With respect to the standardised approach, and specifically the ongoing deployment of IFRS 9 for 1st of January 2018 (Phase 1 – Mapping of financial instruments and Management intentions and Phase 2 – Impairment – Treatment of provisions), expected loss provisions need to be applied at the time of underwriting.  In the case of IRBA’s advanced risk measurement method, each bank will have to review their provisioning calculation engine and adapt the Basel parameters to meet IFRS 9 standards.

Finally, the next Resolution Measures introduce the MREL (Minimum own funds and Eligible Liabilities) and TLAC (Total Loss-Absorbing Capacity) which are broader than “bail-in”, by including more eligible, mobilised financial instruments in the numerator of the “capital / weighted assets” ratio. The Single Resolution Fund will also be implemented, generating participation cost.
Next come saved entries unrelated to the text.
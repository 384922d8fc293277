//! Caption fonts. A system TrueType font is used when one of the candidate
//! paths loads; otherwise captions are drawn with a small built-in 5x7
//! bitmap face.

use image::{Rgb, RgbImage};
use imageproc::drawing::{draw_text_mut, text_size};
use rusttype::{Font, Scale};
use std::fmt::{self, Debug};
use std::fs;
use tracing::{debug, info};

/// Glyph cell of the bitmap face, in font units
const GLYPH_WIDTH: u32 = 5;
const GLYPH_HEIGHT: u32 = 7;
const GLYPH_ADVANCE: u32 = GLYPH_WIDTH + 1;

pub enum Typeface {
    TrueType { font: Font<'static>, scale: Scale },
    Bitmap { scale: u32 },
}

impl Debug for Typeface {
    fn fmt(&self, f: &mut fmt::Formatter<'_>) -> fmt::Result {
        match self {
            Typeface::TrueType { scale, .. } => write!(f, "TrueType {{ size: {} }}", scale.y),
            Typeface::Bitmap { scale } => write!(f, "Bitmap {{ scale: {scale} }}"),
        }
    }
}

impl Typeface {
    /// Load the first candidate that parses as a font, falling back to the
    /// bitmap face
    pub fn discover<S: AsRef<str>>(paths: &[S], size: f32) -> Self {
        let size = if size.is_finite() && size >= 1.0 { size } else { 24.0 };

        for path in paths.iter().map(AsRef::as_ref) {
            match fs::read(path).ok().and_then(Font::try_from_vec) {
                Some(font) => {
                    info!("using caption font {path}");
                    return Typeface::TrueType {
                        font,
                        scale: Scale::uniform(size),
                    };
                }
                None => debug!("no usable font at {path}"),
            }
        }

        info!("no system font found; using built-in glyphs");
        Self::bitmap(size)
    }

    /// The built-in face, scaled to roughly `size` pixels tall
    pub fn bitmap(size: f32) -> Self {
        let scale = (size / (GLYPH_HEIGHT + 1) as f32).round().max(1.0) as u32;
        Typeface::Bitmap { scale }
    }

    /// `(width, height)` of `text` in pixels
    pub fn measure(&self, text: &str) -> (u32, u32) {
        match self {
            Typeface::TrueType { font, scale } => {
                let (w, h) = text_size(*scale, font, text);
                (w.max(0) as u32, h.max(0) as u32)
            }
            Typeface::Bitmap { scale } => {
                let chars = text.chars().count() as u32;
                let width = (chars * GLYPH_ADVANCE).saturating_sub(1) * scale;
                (width, GLYPH_HEIGHT * scale)
            }
        }
    }

    /// Draw `text` with its top-left corner at `(x, y)`. Pixels outside the
    /// canvas are dropped.
    pub fn draw(&self, canvas: &mut RgbImage, x: i32, y: i32, color: Rgb<u8>, text: &str) {
        match self {
            Typeface::TrueType { font, scale } => {
                draw_text_mut(canvas, color, x, y, *scale, font, text);
            }
            Typeface::Bitmap { scale } => {
                let scale = *scale as i32;
                let mut pen_x = x;
                for c in text.chars() {
                    draw_glyph(canvas, pen_x, y, scale, color, glyph(c));
                    pen_x += GLYPH_ADVANCE as i32 * scale;
                }
            }
        }
    }
}

fn draw_glyph(canvas: &mut RgbImage, x: i32, y: i32, scale: i32, color: Rgb<u8>, rows: [u8; 7]) {
    let (width, height) = (canvas.width() as i32, canvas.height() as i32);

    for (row, bits) in rows.iter().enumerate() {
        for col in 0..GLYPH_WIDTH as i32 {
            if bits & (1 << (GLYPH_WIDTH as i32 - 1 - col)) == 0 {
                continue;
            }
            let left = x + col * scale;
            let top = y + row as i32 * scale;
            for py in top.max(0)..(top + scale).min(height) {
                for px in left.max(0)..(left + scale).min(width) {
                    canvas.put_pixel(px as u32, py as u32, color);
                }
            }
        }
    }
}

/// Row bitmaps of the built-in face, high bit on the left. Lowercase letters
/// reuse the uppercase shapes; anything unknown is blank.
fn glyph(c: char) -> [u8; 7] {
    match c.to_ascii_uppercase() {
        'A' => [0x0E, 0x11, 0x11, 0x1F, 0x11, 0x11, 0x11],
        'B' => [0x1E, 0x11, 0x11, 0x1E, 0x11, 0x11, 0x1E],
        'C' => [0x0E, 0x11, 0x10, 0x10, 0x10, 0x11, 0x0E],
        'D' => [0x1E, 0x11, 0x11, 0x11, 0x11, 0x11, 0x1E],
        'E' => [0x1F, 0x10, 0x10, 0x1E, 0x10, 0x10, 0x1F],
        'F' => [0x1F, 0x10, 0x10, 0x1E, 0x10, 0x10, 0x10],
        'G' => [0x0E, 0x11, 0x10, 0x17, 0x11, 0x11, 0x0F],
        'H' => [0x11, 0x11, 0x11, 0x1F, 0x11, 0x11, 0x11],
        'I' => [0x0E, 0x04, 0x04, 0x04, 0x04, 0x04, 0x0E],
        'J' => [0x07, 0x02, 0x02, 0x02, 0x02, 0x12, 0x0C],
        'K' => [0x11, 0x12, 0x14, 0x18, 0x14, 0x12, 0x11],
        'L' => [0x10, 0x10, 0x10, 0x10, 0x10, 0x10, 0x1F],
        'M' => [0x11, 0x1B, 0x15, 0x15, 0x11, 0x11, 0x11],
        'N' => [0x11, 0x11, 0x19, 0x15, 0x13, 0x11, 0x11],
        'O' => [0x0E, 0x11, 0x11, 0x11, 0x11, 0x11, 0x0E],
        'P' => [0x1E, 0x11, 0x11, 0x1E, 0x10, 0x10, 0x10],
        'Q' => [0x0E, 0x11, 0x11, 0x11, 0x15, 0x12, 0x0D],
        'R' => [0x1E, 0x11, 0x11, 0x1E, 0x14, 0x12, 0x11],
        'S' => [0x0F, 0x10, 0x10, 0x0E, 0x01, 0x01, 0x1E],
        'T' => [0x1F, 0x04, 0x04, 0x04, 0x04, 0x04, 0x04],
        'U' => [0x11, 0x11, 0x11, 0x11, 0x11, 0x11, 0x0E],
        'V' => [0x11, 0x11, 0x11, 0x11, 0x11, 0x0A, 0x04],
        'W' => [0x11, 0x11, 0x11, 0x15, 0x15, 0x15, 0x0A],
        'X' => [0x11, 0x11, 0x0A, 0x04, 0x0A, 0x11, 0x11],
        'Y' => [0x11, 0x11, 0x11, 0x0A, 0x04, 0x04, 0x04],
        'Z' => [0x1F, 0x01, 0x02, 0x04, 0x08, 0x10, 0x1F],
        '0' => [0x0E, 0x11, 0x13, 0x15, 0x19, 0x11, 0x0E],
        '1' => [0x04, 0x0C, 0x04, 0x04, 0x04, 0x04, 0x0E],
        '2' => [0x0E, 0x11, 0x01, 0x02, 0x04, 0x08, 0x1F],
        '3' => [0x1F, 0x02, 0x04, 0x02, 0x01, 0x11, 0x0E],
        '4' => [0x02, 0x06, 0x0A, 0x12, 0x1F, 0x02, 0x02],
        '5' => [0x1F, 0x10, 0x1E, 0x01, 0x01, 0x11, 0x0E],
        '6' => [0x06, 0x08, 0x10, 0x1E, 0x11, 0x11, 0x0E],
        '7' => [0x1F, 0x01, 0x02, 0x04, 0x08, 0x08, 0x08],
        '8' => [0x0E, 0x11, 0x11, 0x0E, 0x11, 0x11, 0x0E],
        '9' => [0x0E, 0x11, 0x11, 0x0F, 0x01, 0x02, 0x0C],
        ':' => [0x00, 0x0C, 0x0C, 0x00, 0x0C, 0x0C, 0x00],
        '-' => [0x00, 0x00, 0x00, 0x1F, 0x00, 0x00, 0x00],
        '.' => [0x00, 0x00, 0x00, 0x00, 0x00, 0x0C, 0x0C],
        ',' => [0x00, 0x00, 0x00, 0x00, 0x0C, 0x04, 0x08],
        '*' => [0x00, 0x04, 0x15, 0x0E, 0x15, 0x04, 0x00],
        '/' => [0x00, 0x01, 0x02, 0x04, 0x08, 0x10, 0x00],
        '(' => [0x02, 0x04, 0x08, 0x08, 0x08, 0x04, 0x02],
        ')' => [0x08, 0x04, 0x02, 0x02, 0x02, 0x04, 0x08],
        '!' => [0x04, 0x04, 0x04, 0x04, 0x04, 0x00, 0x04],
        '+' => [0x00, 0x04, 0x04, 0x1F, 0x04, 0x04, 0x00],
        '=' => [0x00, 0x00, 0x1F, 0x00, 0x1F, 0x00, 0x00],
        '_' => [0x00, 0x00, 0x00, 0x00, 0x00, 0x00, 0x1F],
        '✓' => [0x00, 0x01, 0x02, 0x12, 0x14, 0x08, 0x00],
        _ => [0x00; 7],
    }
}

#[cfg(test)]
mod tests {
    use super::*;

    #[test]
    fn test_missing_fonts_fall_back() {
        let face = Typeface::discover(&["/nonexistent/a.ttf", "/nonexistent/b.ttf"], 24.0);
        assert!(matches!(face, Typeface::Bitmap { scale: 3 }));
    }

    #[test]
    fn test_non_font_file_is_skipped() {
        // Cargo.toml exists but is not a font
        let manifest = concat!(env!("CARGO_MANIFEST_DIR"), "/Cargo.toml");
        let face = Typeface::discover(&[manifest], 16.0);
        assert!(matches!(face, Typeface::Bitmap { scale: 2 }));
    }

    #[test]
    fn test_bitmap_measure() {
        let face = Typeface::bitmap(24.0);
        assert_eq!(face.measure(""), (0, 21));
        assert_eq!(face.measure("A"), (15, 21));
        assert_eq!(face.measure("AB"), (33, 21));
        // lowercase and unknown characters still advance
        assert_eq!(face.measure("ab"), face.measure("AB"));
        assert_eq!(face.measure("é"), (15, 21));
    }

    #[test]
    fn test_bitmap_scale_floor() {
        assert!(matches!(Typeface::bitmap(2.0), Typeface::Bitmap { scale: 1 }));
        assert!(matches!(
            Typeface::discover::<&str>(&[], f32::NAN),
            Typeface::Bitmap { scale: 3 }
        ));
    }

    #[test]
    fn test_bitmap_draw_clips() {
        let face = Typeface::bitmap(8.0);
        let mut canvas = RgbImage::new(4, 4);
        let white = Rgb([255, 255, 255]);

        // partly and fully off canvas
        face.draw(&mut canvas, -3, -3, white, "HELLO");
        face.draw(&mut canvas, 100, 100, white, "HELLO");
        assert!(canvas.pixels().any(|p| *p == white));
    }

    #[test]
    fn test_bitmap_draw_pixels() {
        let face = Typeface::bitmap(8.0);
        let mut canvas = RgbImage::new(10, 10);
        let white = Rgb([255, 255, 255]);
        face.draw(&mut canvas, 0, 0, white, "-");

        // '-' is a single full row at row 3
        for x in 0..5 {
            assert_eq!(*canvas.get_pixel(x, 3), white);
            assert_eq!(*canvas.get_pixel(x, 2), Rgb([0, 0, 0]));
        }
        assert_eq!(*canvas.get_pixel(5, 3), Rgb([0, 0, 0]));
    }
}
So much for the regulations – what do banks need to do?  There are three main components that need to be addressed: Information systems, Business processes, Organisational structure.

Too often there can be a focus on just one of these.  This limits the wider contextual understanding that brings the necessary perspective to measure tangible impact on business models, which is the necessary starting point to create the “bank of tomorrow”.
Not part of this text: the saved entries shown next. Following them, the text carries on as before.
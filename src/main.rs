use actix_web::{middleware, web, App, HttpServer};
use anyhow::Context;
use std::{env, process};
use tracing::info;
use tracing_subscriber::EnvFilter;
use vton_mock::config::{port_arg, LoggingSection, Settings};
use vton_mock::server::{self, AppState};

const USAGE: &str = "usage: ./vton-mock [port]";

/// Optional port override from the command line
fn get_args() -> Option<u16> {
    match port_arg(env::args().skip(1)) {
        Ok(port) => port,
        Err(err) => {
            println!("{err}\n{USAGE}");
            process::exit(1);
        }
    }
}

fn init_tracing(logging: &LoggingSection) {
    let filter = EnvFilter::try_from_default_env()
        .or_else(|_| EnvFilter::try_new(&logging.level))
        .unwrap_or_else(|_| EnvFilter::new("info"));

    tracing_subscriber::fmt().with_env_filter(filter).init();
}

#[actix_web::main]
async fn main() -> anyhow::Result<()> {
    let mut settings = Settings::load().context("failed to load configuration")?;
    init_tracing(&settings.logging);

    if let Some(port) = get_args() {
        settings.server.port = port;
    }
    let addr = settings.bind_addr();

    let state = web::Data::new(AppState::new(settings).context("failed to build app state")?);
    info!("starting test VTON server on {addr}; every result is a dummy image");
    info!("{:?}", &*state);

    HttpServer::new(move || {
        App::new()
            .app_data(state.clone())
            .wrap(middleware::Logger::default())
            .wrap(server::cors())
            .configure(server::configure)
    })
    .bind(&addr)
    .with_context(|| format!("failed to bind to {addr}"))?
    .run()
    .await?;

    Ok(())
}
//! Draws the placeholder try-on result: a gradient backdrop, a stick-figure
//! wearing a "garment", and a few status captions.

use anyhow::Result;
use base64::{engine::general_purpose, Engine as _};
use image::{DynamicImage, ImageOutputFormat, Rgb, RgbImage};
use imageproc::drawing::{
    draw_filled_ellipse_mut, draw_filled_rect_mut, draw_hollow_ellipse_mut, draw_hollow_rect_mut,
    draw_line_segment_mut,
};
use imageproc::rect::Rect;
use std::io::Cursor;

pub mod typeface;

pub use typeface::Typeface;

const SKY: Rgb<u8> = Rgb([135, 206, 235]);
const WHITE: Rgb<u8> = Rgb([255, 255, 255]);
const BLACK: Rgb<u8> = Rgb([0, 0, 0]);
const SKIN: Rgb<u8> = Rgb([255, 220, 177]);
const SHIRT: Rgb<u8> = Rgb([70, 130, 180]);
const PANTS: Rgb<u8> = Rgb([25, 25, 112]);

const TITLE: &str = "VIRTUAL TRY-ON RESULT";
const TITLE_Y: i32 = 20;
const LINE_SPACING: i32 = 25;
const ARM_WIDTH: i32 = 8;

/// Render the placeholder at `(width, height)`. `generated_at` is printed in
/// the first status line.
pub fn placeholder(
    (width, height): (u32, u32),
    typeface: &Typeface,
    generated_at: &str,
) -> RgbImage {
    let (width, height) = (width.max(1), height.max(1));
    let mut canvas = gradient(width, height, SKY, WHITE);

    draw_figure(&mut canvas);

    // Title with a drop shadow
    let title_x = centered_x(width, typeface.measure(TITLE).0);
    typeface.draw(&mut canvas, title_x + 2, TITLE_Y + 2, BLACK, TITLE);
    typeface.draw(&mut canvas, title_x, TITLE_Y, WHITE, TITLE);

    let lines = [
        format!("Generated at {generated_at}"),
        format!("Size: {width}x{height}"),
        "✓ Person: Processed".to_string(),
        "✓ Garment: Applied".to_string(),
        "Status: SUCCESS".to_string(),
    ];

    let mut y = height as i32 - 150;
    for line in &lines {
        let x = centered_x(width, typeface.measure(line).0);
        typeface.draw(&mut canvas, x + 1, y + 1, BLACK, line);
        typeface.draw(&mut canvas, x, y, WHITE, line);
        y += LINE_SPACING;
    }

    // 3px border
    for inset in 0..3 {
        let (w, h) = (width as i32 - 2 * inset, height as i32 - 2 * inset);
        outline(&mut canvas, inset, inset, w, h);
    }

    canvas
}

/// PNG-encode `image` and return it as standard base64
pub fn encode_png_base64(image: RgbImage) -> Result<String> {
    let mut data: Vec<u8> = Vec::new();
    DynamicImage::ImageRgb8(image).write_to(&mut Cursor::new(&mut data), ImageOutputFormat::Png)?;
    Ok(general_purpose::STANDARD.encode(data))
}

/// Vertical blend from `top` to `bottom`
fn gradient(width: u32, height: u32, top: Rgb<u8>, bottom: Rgb<u8>) -> RgbImage {
    let mut canvas = RgbImage::new(width, height);
    for (y, row) in canvas.enumerate_rows_mut() {
        let alpha = y as f32 / height as f32;
        let mix = |a: u8, b: u8| (a as f32 * (1.0 - alpha) + b as f32 * alpha) as u8;
        let color = Rgb([
            mix(top[0], bottom[0]),
            mix(top[1], bottom[1]),
            mix(top[2], bottom[2]),
        ]);
        for (_, _, pixel) in row {
            *pixel = color;
        }
    }
    canvas
}

/// The figure: head, shirt, pants and two arms, laid out relative to the
/// canvas so it scales with the person image
fn draw_figure(canvas: &mut RgbImage) {
    let (width, height) = (canvas.width() as i32, canvas.height() as i32);

    let body_width = width / 3;
    let body_height = height / 2;
    let body_x = (width - body_width) / 2;
    let top = height / 4;

    let head = body_width / 3;
    let head_x = body_x + (body_width - head) / 2;
    if head >= 2 {
        let center = (head_x + head / 2, top + head / 2);
        let radius = head / 2;
        draw_filled_ellipse_mut(canvas, center, radius, radius, SKIN);
        draw_hollow_ellipse_mut(canvas, center, radius, radius, BLACK);
        draw_hollow_ellipse_mut(canvas, center, radius - 1, radius - 1, BLACK);
    }

    let torso_y = top + head;
    let torso_height = body_height - head;
    let shirt_height = torso_height / 2;
    let pants_y = torso_y + shirt_height;
    let pants_height = torso_height - shirt_height;

    filled_box(canvas, body_x, torso_y, body_width, shirt_height, SHIRT);
    filled_box(canvas, body_x, pants_y, body_width, pants_height, PANTS);

    let arm_y = torso_y + 20;
    stroke(canvas, (body_x, arm_y), (body_x - 30, arm_y + 60), SKIN);
    stroke(
        canvas,
        (body_x + body_width, arm_y),
        (body_x + body_width + 30, arm_y + 60),
        SKIN,
    );
}

/// A filled box with a 2px black outline. Corners are inclusive, so the box
/// spans `w + 1` by `h + 1` pixels.
fn filled_box(canvas: &mut RgbImage, x: i32, y: i32, w: i32, h: i32, fill: Rgb<u8>) {
    if let Some(rect) = rect(x, y, w + 1, h + 1) {
        draw_filled_rect_mut(canvas, rect, fill);
    }
    outline(canvas, x, y, w + 1, h + 1);
    outline(canvas, x + 1, y + 1, w - 1, h - 1);
}

fn outline(canvas: &mut RgbImage, x: i32, y: i32, w: i32, h: i32) {
    if let Some(rect) = rect(x, y, w, h) {
        draw_hollow_rect_mut(canvas, rect, BLACK);
    }
}

fn rect(x: i32, y: i32, w: i32, h: i32) -> Option<Rect> {
    (w > 0 && h > 0).then(|| Rect::at(x, y).of_size(w as u32, h as u32))
}

/// A line `ARM_WIDTH` pixels thick, built from parallel segments
fn stroke(canvas: &mut RgbImage, from: (i32, i32), to: (i32, i32), color: Rgb<u8>) {
    for offset in -(ARM_WIDTH / 2)..(ARM_WIDTH / 2) {
        let dx = offset as f32;
        draw_line_segment_mut(
            canvas,
            (from.0 as f32 + dx, from.1 as f32),
            (to.0 as f32 + dx, to.1 as f32),
            color,
        );
    }
}

fn centered_x(width: u32, text_width: u32) -> i32 {
    (width as i32 - text_width as i32) / 2
}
30 years of prudential upheaval with the transition from Basel I to Basel IV has impacted bank business models and profitability.
Financial institutions must reinvent themselves to tackle their future challenges.

Financial institutions, which still have many assets (recurring credit demands, large clientele, historical knowledge, risk management, privileged relationships with regulators …) must reinvent themselves to tackle their future challenges, particularly technological challenges (Digital Transformation) and competitor challenges (non-bank competitors are increasingly present).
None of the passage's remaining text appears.